Work item
The word to look for is "brown". Report every line of the entries below that has it.

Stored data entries
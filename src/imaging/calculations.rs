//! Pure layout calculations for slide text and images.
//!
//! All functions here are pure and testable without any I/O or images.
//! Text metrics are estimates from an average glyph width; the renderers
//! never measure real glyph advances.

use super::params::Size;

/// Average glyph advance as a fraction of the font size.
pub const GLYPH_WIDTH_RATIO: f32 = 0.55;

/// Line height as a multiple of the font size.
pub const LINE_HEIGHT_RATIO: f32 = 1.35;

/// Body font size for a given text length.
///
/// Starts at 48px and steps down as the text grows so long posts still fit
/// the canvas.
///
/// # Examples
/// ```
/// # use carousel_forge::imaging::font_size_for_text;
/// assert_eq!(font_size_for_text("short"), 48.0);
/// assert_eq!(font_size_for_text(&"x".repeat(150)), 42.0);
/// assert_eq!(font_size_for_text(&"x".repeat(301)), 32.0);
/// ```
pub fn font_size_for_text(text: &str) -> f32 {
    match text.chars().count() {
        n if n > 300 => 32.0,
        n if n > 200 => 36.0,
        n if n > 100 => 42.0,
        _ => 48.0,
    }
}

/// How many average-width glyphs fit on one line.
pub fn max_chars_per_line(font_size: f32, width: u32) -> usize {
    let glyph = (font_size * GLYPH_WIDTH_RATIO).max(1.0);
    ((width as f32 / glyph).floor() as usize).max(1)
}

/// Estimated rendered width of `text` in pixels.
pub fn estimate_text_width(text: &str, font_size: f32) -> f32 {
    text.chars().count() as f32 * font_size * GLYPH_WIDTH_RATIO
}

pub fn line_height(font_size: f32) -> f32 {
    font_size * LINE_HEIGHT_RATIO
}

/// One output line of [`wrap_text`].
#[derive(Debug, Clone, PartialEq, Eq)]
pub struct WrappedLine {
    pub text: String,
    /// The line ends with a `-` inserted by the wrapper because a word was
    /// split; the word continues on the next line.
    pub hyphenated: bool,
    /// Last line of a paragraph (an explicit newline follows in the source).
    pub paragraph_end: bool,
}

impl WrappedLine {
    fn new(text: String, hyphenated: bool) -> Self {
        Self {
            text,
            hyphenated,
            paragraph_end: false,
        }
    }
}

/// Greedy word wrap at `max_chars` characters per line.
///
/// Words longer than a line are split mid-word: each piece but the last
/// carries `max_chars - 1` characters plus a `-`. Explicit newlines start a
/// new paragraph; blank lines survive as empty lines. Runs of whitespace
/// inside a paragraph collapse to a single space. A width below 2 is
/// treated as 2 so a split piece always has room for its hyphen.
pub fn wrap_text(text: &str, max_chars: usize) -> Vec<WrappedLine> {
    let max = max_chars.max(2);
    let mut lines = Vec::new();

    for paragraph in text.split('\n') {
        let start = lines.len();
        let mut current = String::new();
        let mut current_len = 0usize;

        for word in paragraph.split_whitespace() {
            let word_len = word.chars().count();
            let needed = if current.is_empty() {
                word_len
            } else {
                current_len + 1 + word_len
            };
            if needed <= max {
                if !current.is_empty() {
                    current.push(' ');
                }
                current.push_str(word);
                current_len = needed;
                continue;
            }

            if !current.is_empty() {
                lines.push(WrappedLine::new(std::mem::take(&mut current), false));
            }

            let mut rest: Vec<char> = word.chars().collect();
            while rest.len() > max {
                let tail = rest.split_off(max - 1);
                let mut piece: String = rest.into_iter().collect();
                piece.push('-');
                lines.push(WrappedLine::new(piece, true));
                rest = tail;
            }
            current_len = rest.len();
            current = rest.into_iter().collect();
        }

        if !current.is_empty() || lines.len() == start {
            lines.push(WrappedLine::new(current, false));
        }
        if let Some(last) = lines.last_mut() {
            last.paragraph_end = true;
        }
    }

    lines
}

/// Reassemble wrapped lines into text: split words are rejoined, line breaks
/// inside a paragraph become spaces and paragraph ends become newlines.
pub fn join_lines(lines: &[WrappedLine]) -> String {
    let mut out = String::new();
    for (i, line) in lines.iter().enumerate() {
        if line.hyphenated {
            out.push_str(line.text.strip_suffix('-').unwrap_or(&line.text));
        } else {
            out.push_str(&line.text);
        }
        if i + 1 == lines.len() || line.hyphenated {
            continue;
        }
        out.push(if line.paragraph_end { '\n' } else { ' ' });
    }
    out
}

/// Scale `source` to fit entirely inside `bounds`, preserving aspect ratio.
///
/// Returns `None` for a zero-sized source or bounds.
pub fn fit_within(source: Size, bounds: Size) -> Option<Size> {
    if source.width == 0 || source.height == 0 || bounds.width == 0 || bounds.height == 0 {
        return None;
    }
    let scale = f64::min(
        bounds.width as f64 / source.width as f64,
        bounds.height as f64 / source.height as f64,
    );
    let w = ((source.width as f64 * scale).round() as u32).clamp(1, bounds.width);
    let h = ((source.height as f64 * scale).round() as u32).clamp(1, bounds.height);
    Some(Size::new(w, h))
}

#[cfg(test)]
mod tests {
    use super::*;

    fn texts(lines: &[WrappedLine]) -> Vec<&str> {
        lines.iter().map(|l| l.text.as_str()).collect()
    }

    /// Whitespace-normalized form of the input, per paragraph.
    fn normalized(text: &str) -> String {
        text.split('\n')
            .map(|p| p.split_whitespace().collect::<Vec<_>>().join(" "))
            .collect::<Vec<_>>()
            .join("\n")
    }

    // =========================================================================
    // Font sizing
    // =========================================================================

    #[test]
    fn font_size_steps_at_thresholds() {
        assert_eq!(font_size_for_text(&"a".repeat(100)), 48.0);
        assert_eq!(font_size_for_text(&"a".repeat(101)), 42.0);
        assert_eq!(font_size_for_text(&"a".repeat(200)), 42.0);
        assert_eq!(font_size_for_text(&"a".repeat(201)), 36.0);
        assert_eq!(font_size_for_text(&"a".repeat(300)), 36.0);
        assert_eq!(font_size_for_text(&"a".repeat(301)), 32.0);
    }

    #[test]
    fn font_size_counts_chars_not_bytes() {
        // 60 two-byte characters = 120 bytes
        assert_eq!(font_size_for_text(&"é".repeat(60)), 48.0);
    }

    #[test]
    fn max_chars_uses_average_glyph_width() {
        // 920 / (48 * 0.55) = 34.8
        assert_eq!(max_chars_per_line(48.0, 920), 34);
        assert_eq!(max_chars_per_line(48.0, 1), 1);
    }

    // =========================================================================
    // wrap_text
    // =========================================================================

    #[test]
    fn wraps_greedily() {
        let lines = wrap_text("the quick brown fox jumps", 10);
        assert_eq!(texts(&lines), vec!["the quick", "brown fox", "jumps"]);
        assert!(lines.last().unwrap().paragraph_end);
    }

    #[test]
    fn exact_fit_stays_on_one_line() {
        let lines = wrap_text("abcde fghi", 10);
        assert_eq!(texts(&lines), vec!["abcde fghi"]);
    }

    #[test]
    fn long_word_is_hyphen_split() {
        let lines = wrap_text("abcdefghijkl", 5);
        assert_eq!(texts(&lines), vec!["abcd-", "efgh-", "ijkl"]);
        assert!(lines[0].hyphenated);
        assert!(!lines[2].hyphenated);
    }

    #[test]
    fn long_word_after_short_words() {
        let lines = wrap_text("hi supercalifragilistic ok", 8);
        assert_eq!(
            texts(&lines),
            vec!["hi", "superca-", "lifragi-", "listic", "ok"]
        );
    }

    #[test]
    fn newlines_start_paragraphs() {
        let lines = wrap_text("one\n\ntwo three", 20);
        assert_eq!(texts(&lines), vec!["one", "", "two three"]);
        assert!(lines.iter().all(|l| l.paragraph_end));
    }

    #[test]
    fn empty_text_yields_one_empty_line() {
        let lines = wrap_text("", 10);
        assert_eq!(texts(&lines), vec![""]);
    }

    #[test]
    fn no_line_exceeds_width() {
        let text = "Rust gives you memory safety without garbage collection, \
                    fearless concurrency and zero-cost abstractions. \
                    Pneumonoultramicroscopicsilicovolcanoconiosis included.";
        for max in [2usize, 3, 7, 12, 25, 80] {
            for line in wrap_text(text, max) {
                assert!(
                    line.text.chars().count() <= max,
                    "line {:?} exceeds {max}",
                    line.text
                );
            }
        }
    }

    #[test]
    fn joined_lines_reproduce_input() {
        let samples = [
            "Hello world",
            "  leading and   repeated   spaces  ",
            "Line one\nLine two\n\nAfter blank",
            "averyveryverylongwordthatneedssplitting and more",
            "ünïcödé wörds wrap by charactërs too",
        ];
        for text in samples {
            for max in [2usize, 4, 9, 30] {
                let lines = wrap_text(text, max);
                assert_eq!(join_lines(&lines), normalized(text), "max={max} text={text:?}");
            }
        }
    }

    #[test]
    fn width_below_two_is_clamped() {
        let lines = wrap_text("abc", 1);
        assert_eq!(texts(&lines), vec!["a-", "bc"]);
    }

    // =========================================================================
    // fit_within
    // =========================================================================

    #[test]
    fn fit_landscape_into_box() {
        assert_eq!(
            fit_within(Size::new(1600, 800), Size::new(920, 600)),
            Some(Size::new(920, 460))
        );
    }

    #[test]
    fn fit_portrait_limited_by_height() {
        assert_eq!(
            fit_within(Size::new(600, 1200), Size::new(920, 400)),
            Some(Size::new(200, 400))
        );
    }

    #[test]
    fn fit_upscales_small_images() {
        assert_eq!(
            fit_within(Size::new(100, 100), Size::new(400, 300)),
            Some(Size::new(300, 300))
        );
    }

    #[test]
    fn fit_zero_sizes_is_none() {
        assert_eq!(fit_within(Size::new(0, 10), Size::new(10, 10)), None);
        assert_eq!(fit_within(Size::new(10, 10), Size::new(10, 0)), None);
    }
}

Written answer
        let lines = wrap_text("the quick brown fox jumps", 10);
        assert_eq!(texts(&lines), vec!["the quick", "brown fox", "jumps"]);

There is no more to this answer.